_What you should do:_ Scan the data beneath this task and copy each line that includes "parsed".

[Collected data entries]

↓↓↓

//! Expense repository for JSON storage
//!
//! Holds the working set of expenses, newest first, and applies the rolling
//! two-month retention window whenever the list is loaded.

use std::path::PathBuf;
use std::sync::RwLock;

use chrono::{Months, NaiveDate};

use crate::error::{SpendwiseError, SpendwiseResult};
use crate::models::{Expense, ExpenseDraft};

use super::file_io::{read_text, remove_if_exists, write_json_atomic};

/// Number of calendar months kept on load
pub const RETENTION_MONTHS: u32 = 2;

/// Oldest date that is *not* retained: records must be strictly after it
pub fn retention_cutoff(today: NaiveDate) -> NaiveDate {
    today
        .checked_sub_months(Months::new(RETENTION_MONTHS))
        .unwrap_or(NaiveDate::MIN)
}

/// Drop records dated on or before the cutoff, keeping order otherwise
pub fn retain_recent(expenses: Vec<Expense>, today: NaiveDate) -> Vec<Expense> {
    let cutoff = retention_cutoff(today);
    expenses.into_iter().filter(|e| e.date > cutoff).collect()
}

/// Parse a persisted expense list and apply retention
pub fn parse_expenses(raw: &str, today: NaiveDate) -> SpendwiseResult<Vec<Expense>> {
    let parsed: Vec<Expense> = serde_json::from_str(raw)
        .map_err(|e| SpendwiseError::Parse(format!("Failed to parse expense list: {}", e)))?;
    Ok(retain_recent(parsed, today))
}

/// Create a record from a draft and prepend it to a list
///
/// Never fails; defaults fill any missing field.
pub fn add_to_list(
    draft: ExpenseDraft,
    current: &[Expense],
    today: NaiveDate,
) -> (Vec<Expense>, Expense) {
    let created = Expense::from_draft(draft, today);
    let mut list = Vec::with_capacity(current.len() + 1);
    list.push(created.clone());
    list.extend_from_slice(current);
    (list, created)
}

/// Repository for expense persistence
pub struct ExpenseRepository {
    path: PathBuf,
    data: RwLock<Vec<Expense>>,
}

impl ExpenseRepository {
    pub fn new(path: PathBuf) -> Self {
        Self {
            path,
            data: RwLock::new(Vec::new()),
        }
    }

    /// Load expenses from disk, keeping only the retention window
    ///
    /// A missing file loads as an empty list. A corrupt file is an error and
    /// leaves the in-memory list empty.
    pub fn load(&self, today: NaiveDate) -> SpendwiseResult<()> {
        let mut data = self.data.write().map_err(|e| {
            SpendwiseError::Storage(format!("Failed to acquire write lock: {}", e))
        })?;
        data.clear();

        if let Some(raw) = read_text(&self.path)? {
            *data = parse_expenses(&raw, today)?;
        }

        Ok(())
    }

    /// Write the full list to disk
    pub fn save(&self) -> SpendwiseResult<()> {
        let data = self.data.read().map_err(|e| {
            SpendwiseError::Storage(format!("Failed to acquire read lock: {}", e))
        })?;
        write_json_atomic(&self.path, &*data)
    }

    /// Create a record from the draft and put it at the front of the list
    pub fn add(&self, draft: ExpenseDraft, today: NaiveDate) -> SpendwiseResult<Expense> {
        let mut data = self.data.write().map_err(|e| {
            SpendwiseError::Storage(format!("Failed to acquire write lock: {}", e))
        })?;

        let (list, created) = add_to_list(draft, &data, today);
        *data = list;
        Ok(created)
    }

    /// All expenses, newest first
    pub fn get_all(&self) -> SpendwiseResult<Vec<Expense>> {
        let data = self.data.read().map_err(|e| {
            SpendwiseError::Storage(format!("Failed to acquire read lock: {}", e))
        })?;
        Ok(data.clone())
    }

    pub fn count(&self) -> SpendwiseResult<usize> {
        let data = self.data.read().map_err(|e| {
            SpendwiseError::Storage(format!("Failed to acquire read lock: {}", e))
        })?;
        Ok(data.len())
    }

    /// Empty the list and remove the file
    pub fn clear(&self) -> SpendwiseResult<()> {
        let mut data = self.data.write().map_err(|e| {
            SpendwiseError::Storage(format!("Failed to acquire write lock: {}", e))
        })?;
        data.clear();
        remove_if_exists(&self.path)
    }
}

↑↑↑

_Result for this exercise:_
    let parsed: Vec<Expense> = serde_json::from_str(raw)
    Ok(retain_recent(parsed, today))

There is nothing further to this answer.